As we got closer to the finish, I was amazed at how much running we were doing still that late in the race and how good Paige looked – she is amazing. We passed along the river, past a huge dam, near the prison, along a gorgeous ravine, and covered many miles of wonderful rolling single-track. With three miles to go, the final AS had a list of runners that they were still expecting (i.e. runners who were still on the course behind us). We asked about runner 76, Brian, and the response was “we aren’t sure, we have a question mark next to his number.” Huh? Last we saw him, he looked good but anything can happen in those last miles and we hoped for the best. As we crossed over the final levy and knew the finish line was only a half mile away, it started to feel less like work and more like accomplishment. Coming into the final stretch, Steve and Gretchen were waiting with camera in hand. Paige finished her third hundred miler in style and I feel so fortunate to have been there for each of them. After doing her medical check-in, Paige found a comfy spot to lay down with her legs elevated. Gretchen said her good-byes and Steve and I watched for Brian and Kelly.

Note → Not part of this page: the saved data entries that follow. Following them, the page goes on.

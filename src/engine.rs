//! Tracker engine: shared context and the per-cycle pipeline.

use std::fmt;
use std::sync::Arc;

use crate::config::TrackerConfig;
use crate::domain::{MatchId, MatchSnapshot};
use crate::error::TrackerError;
use crate::persistence::DocumentStore;
use crate::service::{GuildDiscovery, MatchLifecycle, QueryService, TimeSeriesRecorder};
use crate::source::MatchSource;

/// A persistence step of one cycle.
#[derive(Debug, Clone, Copy, PartialEq, Eq, Hash)]
pub enum CycleStep {
    /// Matchup resolution and rotation.
    Resolve,
    /// Guild discovery.
    Observe,
    /// K/D series append.
    RecordKdr,
    /// Activity series append.
    RecordActivity,
}

impl fmt::Display for CycleStep {
    fn fmt(&self, f: &mut fmt::Formatter<'_>) -> fmt::Result {
        f.write_str(match self {
            Self::Resolve => "resolve",
            Self::Observe => "observe",
            Self::RecordKdr => "record_kdr",
            Self::RecordActivity => "record_activity",
        })
    }
}

/// Outcome of a cycle whose fetch succeeded.
#[derive(Debug, Clone, PartialEq, Eq)]
pub struct CycleReport {
    /// World the cycle was run for.
    pub world_id: u32,
    /// Matchup the snapshot belonged to.
    pub match_id: MatchId,
    /// `(team, guild)` pairs counted by discovery; zero if it failed.
    pub guilds_observed: usize,
    /// Steps that failed; the others were committed.
    pub failed_steps: Vec<CycleStep>,
}

impl CycleReport {
    /// Returns `true` if every step committed.
    #[must_use]
    pub fn is_complete(&self) -> bool {
        self.failed_steps.is_empty()
    }
}

/// Everything a cycle needs: configuration, store, upstream source and
/// the services built on top of the store.
///
/// Share it behind an [`Arc`]; concurrent [`TrackerEngine::run_cycle`]
/// calls are safe because every write is a store transaction.
#[derive(Debug)]
pub struct TrackerEngine {
    config: TrackerConfig,
    store: DocumentStore,
    source: Arc<dyn MatchSource>,
    lifecycle: MatchLifecycle,
    discovery: GuildDiscovery,
    recorder: TimeSeriesRecorder,
    query: QueryService,
}

impl TrackerEngine {
    /// Opens the document store from `config` and wires the services.
    ///
    /// # Errors
    ///
    /// Returns [`TrackerError::InvalidConfig`] for an out-of-range
    /// configuration, or a [`TrackerError`] if the store cannot be opened.
    pub async fn open(
        config: TrackerConfig,
        source: Arc<dyn MatchSource>,
    ) -> Result<Self, TrackerError> {
        config.validate()?;
        let store = DocumentStore::open(&config.data_dir, config.lock_backend).await?;
        Ok(Self::new(config, store, source))
    }

    /// Wires the services over an already opened store.
    #[must_use]
    pub fn new(config: TrackerConfig, store: DocumentStore, source: Arc<dyn MatchSource>) -> Self {
        let retention = config.retention();
        Self {
            lifecycle: MatchLifecycle::new(store.clone(), retention, config.end_grace()),
            discovery: GuildDiscovery::new(store.clone()),
            recorder: TimeSeriesRecorder::new(store.clone(), retention),
            query: QueryService::new(store.clone()),
            config,
            store,
            source,
        }
    }

    /// Active configuration.
    #[must_use]
    pub fn config(&self) -> &TrackerConfig {
        &self.config
    }

    /// Underlying document store.
    #[must_use]
    pub fn store(&self) -> &DocumentStore {
        &self.store
    }

    /// Match lifecycle manager.
    #[must_use]
    pub fn lifecycle(&self) -> &MatchLifecycle {
        &self.lifecycle
    }

    /// Guild discovery engine.
    #[must_use]
    pub fn discovery(&self) -> &GuildDiscovery {
        &self.discovery
    }

    /// Time-series recorder.
    #[must_use]
    pub fn recorder(&self) -> &TimeSeriesRecorder {
        &self.recorder
    }

    /// Read-side query surface.
    #[must_use]
    pub fn query(&self) -> &QueryService {
        &self.query
    }

    /// Fetches the current snapshot for `world_id`, bounded by the
    /// configured fetch timeout.
    ///
    /// # Errors
    ///
    /// Returns [`TrackerError::FetchTimeout`] when the bound is hit, or
    /// the source's error otherwise.
    pub async fn fetch(&self, world_id: u32) -> Result<MatchSnapshot, TrackerError> {
        let timeout = self.config.fetch_timeout;
        tokio::time::timeout(timeout, self.source.fetch_current_match(world_id))
            .await
            .map_err(|_| TrackerError::FetchTimeout {
                timeout_secs: timeout.as_secs(),
            })?
    }

    /// Runs one full cycle for `world_id`: fetch, then resolve, observe,
    /// record K/D and record activity.
    ///
    /// Nothing is written when the fetch fails. After a successful fetch
    /// each step is its own transaction and a failing step does not stop
    /// the others; failures are listed in the report.
    ///
    /// # Errors
    ///
    /// Returns a [`TrackerError`] only if the fetch fails or times out.
    pub async fn run_cycle(&self, world_id: u32) -> Result<CycleReport, TrackerError> {
        let snapshot = self.fetch(world_id).await?;
        Ok(self.apply_snapshot(world_id, &snapshot).await)
    }

    /// Applies an already fetched snapshot; the persistence half of
    /// [`TrackerEngine::run_cycle`].
    pub async fn apply_snapshot(&self, world_id: u32, snapshot: &MatchSnapshot) -> CycleReport {
        let match_id = snapshot.id.clone();
        let mut failed_steps = Vec::new();

        if let Err(e) = self.lifecycle.resolve(snapshot).await {
            tracing::error!(
                world_id,
                match_id = %match_id,
                error = %e,
                step = %CycleStep::Resolve,
                "cycle step failed"
            );
            failed_steps.push(CycleStep::Resolve);
        }

        let guilds_observed = match self.discovery.observe(&match_id, snapshot).await {
            Ok(summary) => summary.observed,
            Err(e) => {
                tracing::error!(
                    world_id,
                    match_id = %match_id,
                    error = %e,
                    step = %CycleStep::Observe,
                    "cycle step failed"
                );
                failed_steps.push(CycleStep::Observe);
                0
            }
        };

        if let Err(e) = self.recorder.record_kdr(&match_id, snapshot).await {
            tracing::error!(
                world_id,
                match_id = %match_id,
                error = %e,
                step = %CycleStep::RecordKdr,
                "cycle step failed"
            );
            failed_steps.push(CycleStep::RecordKdr);
        }

        if let Err(e) = self.recorder.record_activity(&match_id, snapshot).await {
            tracing::error!(
                world_id,
                match_id = %match_id,
                error = %e,
                step = %CycleStep::RecordActivity,
                "cycle step failed"
            );
            failed_steps.push(CycleStep::RecordActivity);
        }

        CycleReport {
            world_id,
            match_id,
            guilds_observed,
            failed_steps,
        }
    }
}

#[cfg(test)]
#[allow(clippy::panic)]
mod tests {
    use std::time::Duration;

    use futures_util::future::BoxFuture;

    use super::*;
    use crate::persistence::LockBackend;

    #[derive(Debug)]
    struct Stalled;

    impl MatchSource for Stalled {
        fn fetch_current_match(
            &self,
            _world_id: u32,
        ) -> BoxFuture<'_, Result<MatchSnapshot, TrackerError>> {
            Box::pin(async {
                tokio::time::sleep(Duration::from_secs(60)).await;
                Err::<MatchSnapshot, _>(TrackerError::Fetch("unreachable".to_string()))
            })
        }
    }

    #[tokio::test]
    async fn fetch_timeout_writes_nothing() {
        let Ok(dir) = tempfile::tempdir() else {
            panic!("tempdir");
        };
        let config = TrackerConfig {
            data_dir: dir.path().to_path_buf(),
            fetch_timeout: Duration::from_millis(50),
            lock_backend: LockBackend::Process,
            ..TrackerConfig::default()
        };
        let Ok(engine) = TrackerEngine::open(config, Arc::new(Stalled)).await else {
            panic!("engine open failed");
        };

        let result = engine.run_cycle(1020).await;
        assert!(matches!(result, Err(TrackerError::FetchTimeout { .. })));
        let Ok(entries) = std::fs::read_dir(dir.path()) else {
            panic!("read_dir");
        };
        let documents = entries
            .filter_map(Result::ok)
            .filter(|e| e.path().extension().is_some_and(|ext| ext == "json"))
            .count();
        assert_eq!(documents, 0);
    }

    #[tokio::test]
    async fn open_rejects_out_of_range_retention() {
        let Ok(dir) = tempfile::tempdir() else {
            panic!("tempdir");
        };
        let config = TrackerConfig {
            data_dir: dir.path().join("data"),
            retention_days: u32::MAX,
            lock_backend: LockBackend::Process,
            ..TrackerConfig::default()
        };
        let result = TrackerEngine::open(config, Arc::new(Stalled)).await;
        assert!(matches!(result, Err(TrackerError::InvalidConfig(_))));
        assert!(!dir.path().join("data").exists());
    }

    #[test]
    fn step_names_are_snake_case() {
        assert_eq!(CycleStep::RecordKdr.to_string(), "record_kdr");
        assert!(
            CycleReport {
                world_id: 1,
                match_id: MatchId::from("1-2"),
                guilds_observed: 0,
                failed_steps: Vec::new(),
            }
            .is_complete()
        );
    }
}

There was still no update on his whereabouts so we weren’t sure when to expect him. Steve was waiting to talk with the race officials to see if we could get some confirmation that he made it through the last AS and just then, he yells to me “here he comes!” I scrambled to get my camera and get to the door just in time to see him finish! Brian Gaines = hundred mile finisher! This day was a long time coming and I felt overwhelmed with happiness for him and Kelly to finally see him reach this elusive goal. Brian is a true ambassador and has inspired many with his love for the sport.
After some pictures and some fluids, Brian found a comfy spot on the lawn to revel in his accomplishment. Paige and I went to the post-race awards so she could get her second place age group award. What a great day and with both our runners having finished, we could now sit back and really soak it in. Congratulations to both Paige and Brian on a most amazing accomplishment! Kelly, I can only imagine how much your loving support meant to Brian on this special day but I know it was a lot. A huge thank you to Steve and Gretchen for their company crewing and their support while pacing. It was great to meet you Gretchen, I look forward to our paths crossing again. Steve, we will get back to Half Dome someday but this was a pretty good adventure too.
Quote of the weekend: Brian, “I didn’t think it was going to be that hard.” In reference to his running 100 miles over mountainous trails. Brian, I love ya man.